//! Parlor server binary.

use parlor::prelude::*;
use tokio_util::sync::CancellationToken;
use tracing_subscriber::{layer::SubscriberExt, util::SubscriberInitExt};

/// Cancels `token` on Ctrl+C or SIGTERM.
fn setup_shutdown_signal(token: CancellationToken) {
    tokio::spawn(async move {
        let ctrl_c = async {
            if let Err(e) = tokio::signal::ctrl_c().await {
                tracing::error!(error = %e, "failed to listen for Ctrl+C");
                std::future::pending::<()>().await;
            }
        };

        #[cfg(unix)]
        let terminate = async {
            match tokio::signal::unix::signal(tokio::signal::unix::SignalKind::terminate()) {
                Ok(mut signal) => {
                    signal.recv().await;
                }
                Err(e) => {
                    tracing::error!(error = %e, "failed to listen for SIGTERM");
                    std::future::pending::<()>().await;
                }
            }
        };

        #[cfg(not(unix))]
        let terminate = std::future::pending::<()>();

        tokio::select! {
            _ = ctrl_c => tracing::info!("received Ctrl+C, shutting down"),
            _ = terminate => tracing::info!("received SIGTERM, shutting down"),
        }
        token.cancel();
    });
}

#[tokio::main]
async fn main() -> Result<(), ParlorError> {
    dotenvy::dotenv().ok();

    tracing_subscriber::registry()
        .with(
            tracing_subscriber::EnvFilter::try_from_default_env()
                .unwrap_or_else(|_| "parlor=info".into()),
        )
        .with(tracing_subscriber::fmt::layer())
        .init();

    let config = ServerConfig::from_env()?;
    let tokens = TokenTable::parse(&std::env::var("PARLOR_TOKENS").unwrap_or_default())?;
    if tokens.is_empty() {
        tracing::warn!("PARLOR_TOKENS is empty, every connection will be rejected");
    }

    let server = ParlorServerBuilder::new().config(config).build(tokens).await?;
    let shutdown = CancellationToken::new();
    setup_shutdown_signal(shutdown.clone());
    server.run_until(shutdown).await
}
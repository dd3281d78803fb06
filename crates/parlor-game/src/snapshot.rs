use serde::{Deserialize, Serialize};

use crate::GameMove;

/// Lifecycle status of a game instance.
#[derive(Debug, Clone, Copy, PartialEq, Eq, Serialize, Deserialize)]
#[serde(rename_all = "snake_case")]
pub enum GameStatus {
    /// Seats are still open.
    Waiting,
    /// All seats are taken and moves are accepted.
    InProgress,
    /// A seated player dropped; moves are paused until they return.
    Disconnected,
    /// Won, drawn, forfeited or timed out.
    Finished,
}

impl GameStatus {
    pub fn is_running(self) -> bool {
        matches!(self, Self::InProgress | Self::Disconnected)
    }
}

/// Owned, read-only view of a game, broadcast to room members.
#[derive(Debug, Clone, PartialEq, Eq, Serialize, Deserialize)]
#[serde(rename_all = "camelCase")]
pub struct GameSnapshot {
    #[serde(default, skip_serializing_if = "Option::is_none")]
    pub game_name: Option<String>,
    pub players: Vec<String>,
    #[serde(default, skip_serializing_if = "Option::is_none")]
    pub turn: Option<String>,
    pub board: Vec<Vec<u8>>,
    pub status: GameStatus,
    #[serde(default, skip_serializing_if = "Option::is_none")]
    pub winner: Option<String>,
    #[serde(default, skip_serializing_if = "Vec::is_empty")]
    pub disconnected: Vec<String>,
    #[serde(default, skip_serializing_if = "Vec::is_empty")]
    pub legal_moves: Vec<GameMove>,
}

impl GameSnapshot {
    /// The state shown when a room has no game.
    pub fn empty() -> Self {
        Self {
            game_name: None,
            players: Vec::new(),
            turn: None,
            board: Vec::new(),
            status: GameStatus::Waiting,
            winner: None,
            disconnected: Vec::new(),
            legal_moves: Vec::new(),
        }
    }
}
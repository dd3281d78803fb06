//! Per-connection pumps.
//!
//! Each client runs three tasks sharing one [`CancellationToken`]:
//!
//! - **read** decodes inbound frames and routes them to the room or hub
//! - **write** drains the mailbox into the connection
//! - **keepalive** pings on an interval and expects a timely pong
//!
//! Whichever stops first tears the client down. Teardown runs once: it
//! cancels the token and asks the hub to unregister. The write pump is
//! the only place the mailbox receiver and the connection are closed.

use std::sync::Arc;
use std::sync::atomic::{AtomicBool, Ordering};

use parlor_protocol::{Envelope, Frame, MessageKind, RoomPayload, decode};
use parlor_room::Member;
use parlor_session::Identity;
use parlor_transport::{Connection, ConnectionId, Incoming};
use tokio::sync::mpsc;
use tokio::time::{self, Instant};
use tokio_util::sync::CancellationToken;
use tracing::{debug, error, info, warn};

use crate::hub::{HubHandle, Registration};
use crate::{ConnectionConfig, ParlorError, router};

/// Runs a client until its connection ends or the hub drops it.
pub async fn run<C: Connection>(
    conn: C,
    identity: Identity,
    hub: HubHandle,
    config: ConnectionConfig,
) -> Result<(), ParlorError> {
    let conn = Arc::new(conn);
    let id = conn.id();
    let (tx, rx) = mpsc::channel(config.mailbox_capacity);
    let member = Arc::new(Member::new(id, identity, tx));
    let cancel = CancellationToken::new();

    if let Err(e) = hub
        .register(Registration {
            member: Arc::clone(&member),
            cancel: cancel.clone(),
        })
        .await
    {
        let _ = conn.close().await;
        return Err(e);
    }

    let teardown = Arc::new(Teardown {
        id,
        done: AtomicBool::new(false),
        cancel: cancel.clone(),
        hub: hub.clone(),
    });

    let reader = tokio::spawn(read_pump(
        Arc::clone(&conn),
        Arc::clone(&member),
        hub,
        config.max_message_size,
        Arc::clone(&teardown),
    ));
    let keepalive = tokio::spawn(keepalive_pump(Arc::clone(&conn), config, Arc::clone(&teardown)));
    drop(member);

    write_pump(conn, rx, config, teardown).await;

    let _ = reader.await;
    let _ = keepalive.await;
    debug!(client = %id, "client finished");
    Ok(())
}

struct Teardown {
    id: ConnectionId,
    done: AtomicBool,
    cancel: CancellationToken,
    hub: HubHandle,
}

impl Teardown {
    async fn run(&self) {
        if self.done.swap(true, Ordering::AcqRel) {
            return;
        }
        self.cancel.cancel();
        if self.hub.unregister(self.id).await.is_err() {
            debug!(client = %self.id, "hub already stopped");
        }
    }
}

async fn read_pump<C: Connection>(
    conn: Arc<C>,
    member: Arc<Member>,
    hub: HubHandle,
    max_message_size: usize,
    teardown: Arc<Teardown>,
) {
    let id = member.id();
    loop {
        let incoming = tokio::select! {
            _ = teardown.cancel.cancelled() => break,
            incoming = conn.recv() => incoming,
        };
        match incoming {
            Ok(Some(Incoming::Text(text))) if text.len() > max_message_size => {
                warn!(client = %id, size = text.len(), "oversized message rejected");
                member.send(&Envelope::error(format!(
                    "message too large: {} bytes (limit {max_message_size})",
                    text.len()
                )));
            }
            Ok(Some(Incoming::Text(text))) => {
                if handle_text(&member, &hub, &text).await.is_err() {
                    break;
                }
            }
            Ok(Some(Incoming::Binary(_))) => {
                member.send(&Envelope::error("binary frames are not supported"));
            }
            Ok(None) => {
                info!(client = %id, user = %member.user_id(), "connection closed");
                break;
            }
            Err(e) => {
                error!(client = %id, error = %e, "read failed");
                break;
            }
        }
    }
    teardown.run().await;
}

/// Decodes and routes one text frame. Only a stopped hub is an error.
async fn handle_text(member: &Arc<Member>, hub: &HubHandle, text: &str) -> Result<(), ParlorError> {
    let envelope = match decode(text) {
        Ok(envelope) => envelope.with_sender(member.user_id()),
        Err(e) => {
            warn!(client = %member.id(), error = %e, "undecodable message");
            member.send(&Envelope::error(e.to_string()));
            return Ok(());
        }
    };
    debug!(client = %member.id(), kind = %envelope.kind, "inbound");

    match envelope.kind {
        MessageKind::JoinRoom => match envelope.payload_as::<RoomPayload>() {
            Ok(RoomPayload { room_name }) if !room_name.trim().is_empty() => {
                hub.join_room(member.id(), room_name).await?;
            }
            Ok(_) => {
                member.send(&Envelope::error("roomName must not be empty"));
            }
            Err(e) => {
                member.send(&Envelope::error(e.to_string()));
            }
        },
        MessageKind::LeaveRoom => hub.leave_room(member.id()).await?,
        MessageKind::GetRooms => {
            let rooms = hub.list_rooms().await?;
            match Envelope::room_list(&rooms) {
                Ok(reply) => {
                    member.send(&reply);
                }
                Err(e) => error!(client = %member.id(), error = %e, "failed to encode room list"),
            }
        }
        kind if kind.is_server_only() => {
            member.send(&Envelope::error(format!("{kind} messages are sent by the server only")));
        }
        _ => match member.room() {
            Some(room) => router::to_room(&room, member, &envelope).await,
            None => hub.inbound(member.id(), envelope).await?,
        },
    }
    Ok(())
}

async fn write_pump<C: Connection>(
    conn: Arc<C>,
    mut rx: mpsc::Receiver<Frame>,
    config: ConnectionConfig,
    teardown: Arc<Teardown>,
) {
    let id = conn.id();
    loop {
        let frame = tokio::select! {
            _ = teardown.cancel.cancelled() => break,
            frame = rx.recv() => match frame {
                Some(frame) => frame,
                None => break,
            },
        };
        match time::timeout(config.write_timeout, conn.send_text(&frame)).await {
            Ok(Ok(())) => {}
            Ok(Err(e)) => {
                warn!(client = %id, error = %e, "write failed");
                break;
            }
            Err(_) => {
                warn!(client = %id, timeout = ?config.write_timeout, "write timed out");
                break;
            }
        }
    }
    rx.close();
    if let Err(e) = conn.close().await {
        debug!(client = %id, error = %e, "close failed");
    }
    teardown.run().await;
}

async fn keepalive_pump<C: Connection>(conn: Arc<C>, config: ConnectionConfig, teardown: Arc<Teardown>) {
    let id = conn.id();
    let mut interval = time::interval_at(Instant::now() + config.ping_interval, config.ping_interval);
    loop {
        tokio::select! {
            _ = teardown.cancel.cancelled() => break,
            _ = interval.tick() => {}
        }
        let pong = tokio::select! {
            _ = teardown.cancel.cancelled() => break,
            pong = time::timeout(config.ping_timeout, conn.ping()) => pong,
        };
        match pong {
            Ok(Ok(())) => {}
            Ok(Err(e)) => {
                warn!(client = %id, error = %e, "ping failed");
                break;
            }
            Err(_) => {
                warn!(client = %id, "pong not received in time");
                break;
            }
        }
    }
    teardown.run().await;
}
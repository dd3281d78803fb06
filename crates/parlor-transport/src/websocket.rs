//! WebSocket transport implementation using `tokio-tungstenite`.

use std::net::SocketAddr;
use std::sync::atomic::{AtomicU64, Ordering};

use futures_util::stream::{SplitSink, SplitStream};
use futures_util::{SinkExt, StreamExt};
use tokio::net::{TcpListener, TcpStream};
use tokio::sync::{Mutex, watch};
use tokio_tungstenite::WebSocketStream;
use tokio_tungstenite::tungstenite::handshake::server::{ErrorResponse, Request, Response};
use tokio_tungstenite::tungstenite::http::{StatusCode, header};
use tokio_tungstenite::tungstenite::protocol::WebSocketConfig;
use tokio_tungstenite::tungstenite::protocol::frame::coding::CloseCode;
use tokio_tungstenite::tungstenite::{Error as WsError, Message};

use crate::{Connection, ConnectionId, Incoming, TransportError, UpgradeRequest};

/// Counter for generating unique connection IDs.
static NEXT_CONNECTION_ID: AtomicU64 = AtomicU64::new(1);

/// Frames above this size are a protocol violation and end the connection.
pub const DEFAULT_MAX_FRAME_SIZE: usize = 1 << 20;

type WsStream = WebSocketStream<TcpStream>;

/// Hard limits enforced by the WebSocket codec.
#[derive(Debug, Clone, Copy, PartialEq, Eq)]
pub struct TransportConfig {
    pub max_frame_size: usize,
}

impl Default for TransportConfig {
    fn default() -> Self {
        Self {
            max_frame_size: DEFAULT_MAX_FRAME_SIZE,
        }
    }
}

fn io_error(kind: std::io::ErrorKind, e: WsError) -> std::io::Error {
    std::io::Error::new(kind, e)
}

/// Listens for TCP connections that may be upgraded to WebSockets.
pub struct WebSocketTransport {
    listener: TcpListener,
    config: TransportConfig,
}

impl WebSocketTransport {
    /// Binds a new WebSocket transport to the given address.
    pub async fn bind(addr: &str, config: TransportConfig) -> Result<Self, TransportError> {
        let listener = TcpListener::bind(addr)
            .await
            .map_err(TransportError::AcceptFailed)?;
        tracing::info!(addr, "WebSocket transport listening");
        Ok(Self { listener, config })
    }

    /// The address the listener is bound to.
    pub fn local_addr(&self) -> std::io::Result<SocketAddr> {
        self.listener.local_addr()
    }

    /// Waits for the next TCP connection. The WebSocket handshake has
    /// not happened yet; see [`PendingConnection::upgrade`].
    pub async fn accept(&self) -> Result<PendingConnection, TransportError> {
        let (stream, addr) = self
            .listener
            .accept()
            .await
            .map_err(TransportError::AcceptFailed)?;
        tracing::debug!(%addr, "accepted TCP connection");
        Ok(PendingConnection {
            stream,
            addr,
            config: self.config,
        })
    }
}

/// An accepted TCP stream awaiting its WebSocket handshake.
pub struct PendingConnection {
    stream: TcpStream,
    addr: SocketAddr,
    config: TransportConfig,
}

impl PendingConnection {
    pub fn peer_addr(&self) -> SocketAddr {
        self.addr
    }

    /// Performs the handshake, consulting `admit` with the request first.
    ///
    /// When `admit` returns `None` the handshake is answered with
    /// `401 Unauthorized` and [`TransportError::Unauthorized`] is returned.
    /// Otherwise the connection is returned together with whatever
    /// `admit` produced.
    pub async fn upgrade<T, F>(self, admit: F) -> Result<(WebSocketConnection, T), TransportError>
    where
        F: FnOnce(&UpgradeRequest) -> Option<T> + Unpin,
    {
        let mut admitted = None;
        let callback = |req: &Request, resp: Response| -> Result<Response, ErrorResponse> {
            let request = upgrade_request(req);
            match admit(&request) {
                Some(value) => {
                    admitted = Some(value);
                    Ok(resp)
                }
                None => {
                    let mut reject = ErrorResponse::new(Some("unauthorized".to_owned()));
                    *reject.status_mut() = StatusCode::UNAUTHORIZED;
                    Err(reject)
                }
            }
        };

        let ws_config = WebSocketConfig::default()
            .max_frame_size(Some(self.config.max_frame_size))
            .max_message_size(Some(self.config.max_frame_size));
        let handshake = tokio_tungstenite::accept_hdr_async_with_config(
            self.stream,
            callback,
            Some(ws_config),
        )
        .await;

        let ws = match (handshake, admitted) {
            (Ok(ws), Some(value)) => (ws, value),
            (Err(_), None) | (Ok(_), None) => return Err(TransportError::Unauthorized),
            (Err(e), Some(_)) => {
                return Err(TransportError::HandshakeFailed(io_error(
                    std::io::ErrorKind::ConnectionRefused,
                    e,
                )));
            }
        };

        let id = ConnectionId::new(NEXT_CONNECTION_ID.fetch_add(1, Ordering::Relaxed));
        tracing::debug!(%id, addr = %self.addr, "WebSocket upgrade complete");
        Ok((WebSocketConnection::new(id, ws.0), ws.1))
    }
}

fn upgrade_request(req: &Request) -> UpgradeRequest {
    let header_value = |name: header::HeaderName| {
        req.headers()
            .get(name)
            .and_then(|v| v.to_str().ok())
            .map(str::to_owned)
    };
    UpgradeRequest {
        path: req.uri().path().to_owned(),
        query: req.uri().query().map(str::to_owned),
        authorization: header_value(header::AUTHORIZATION),
        cookie: header_value(header::COOKIE),
    }
}

/// A single WebSocket connection.
///
/// The sink and stream halves are locked independently so the read pump
/// can block in [`recv`](Connection::recv) while the write and keepalive
/// pumps send.
pub struct WebSocketConnection {
    id: ConnectionId,
    sink: Mutex<SplitSink<WsStream, Message>>,
    stream: Mutex<SplitStream<WsStream>>,
    pongs: watch::Sender<u64>,
}

impl WebSocketConnection {
    fn new(id: ConnectionId, ws: WsStream) -> Self {
        let (sink, stream) = ws.split();
        Self {
            id,
            sink: Mutex::new(sink),
            stream: Mutex::new(stream),
            pongs: watch::Sender::new(0),
        }
    }

    async fn send_message(&self, msg: Message) -> Result<(), TransportError> {
        self.sink.lock().await.send(msg).await.map_err(|e| match e {
            WsError::ConnectionClosed | WsError::AlreadyClosed => {
                TransportError::ConnectionClosed("send after close".into())
            }
            e => TransportError::SendFailed(io_error(std::io::ErrorKind::BrokenPipe, e)),
        })
    }
}

impl Connection for WebSocketConnection {
    type Error = TransportError;

    async fn send_text(&self, text: &str) -> Result<(), Self::Error> {
        self.send_message(Message::text(text.to_owned())).await
    }

    async fn recv(&self) -> Result<Option<Incoming>, Self::Error> {
        let mut stream = self.stream.lock().await;
        loop {
            match stream.next().await {
                Some(Ok(Message::Text(text))) => {
                    return Ok(Some(Incoming::Text(text.as_str().to_owned())));
                }
                Some(Ok(Message::Binary(data))) => {
                    return Ok(Some(Incoming::Binary(data.to_vec())));
                }
                Some(Ok(Message::Pong(_))) => {
                    self.pongs.send_modify(|n| *n += 1);
                }
                // tungstenite answers pings on its own.
                Some(Ok(Message::Ping(_))) | Some(Ok(Message::Frame(_))) => {}
                Some(Ok(Message::Close(frame))) => {
                    return match frame {
                        Some(f) if !matches!(f.code, CloseCode::Normal | CloseCode::Away) => {
                            Err(TransportError::ClosedAbnormally {
                                code: u16::from(f.code),
                                reason: f.reason.as_str().to_owned(),
                            })
                        }
                        _ => Ok(None),
                    };
                }
                None | Some(Err(WsError::ConnectionClosed)) => return Ok(None),
                Some(Err(e)) => {
                    return Err(TransportError::ReceiveFailed(io_error(
                        std::io::ErrorKind::ConnectionReset,
                        e,
                    )));
                }
            }
        }
    }

    async fn ping(&self) -> Result<(), Self::Error> {
        let mut pongs = self.pongs.subscribe();
        self.send_message(Message::Ping(Default::default())).await?;
        pongs
            .changed()
            .await
            .map_err(|_| TransportError::ConnectionClosed("dropped while awaiting pong".into()))
    }

    async fn close(&self) -> Result<(), Self::Error> {
        match self.sink.lock().await.close().await {
            Ok(()) | Err(WsError::ConnectionClosed) | Err(WsError::AlreadyClosed) => Ok(()),
            Err(e) => Err(TransportError::SendFailed(io_error(
                std::io::ErrorKind::BrokenPipe,
                e,
            ))),
        }
    }

    fn id(&self) -> ConnectionId {
        self.id
    }
}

────────

Task to complete: Work out the number of lines in the listing above that hold the word "CloseCode". Write that number by itself.

Written answer: 2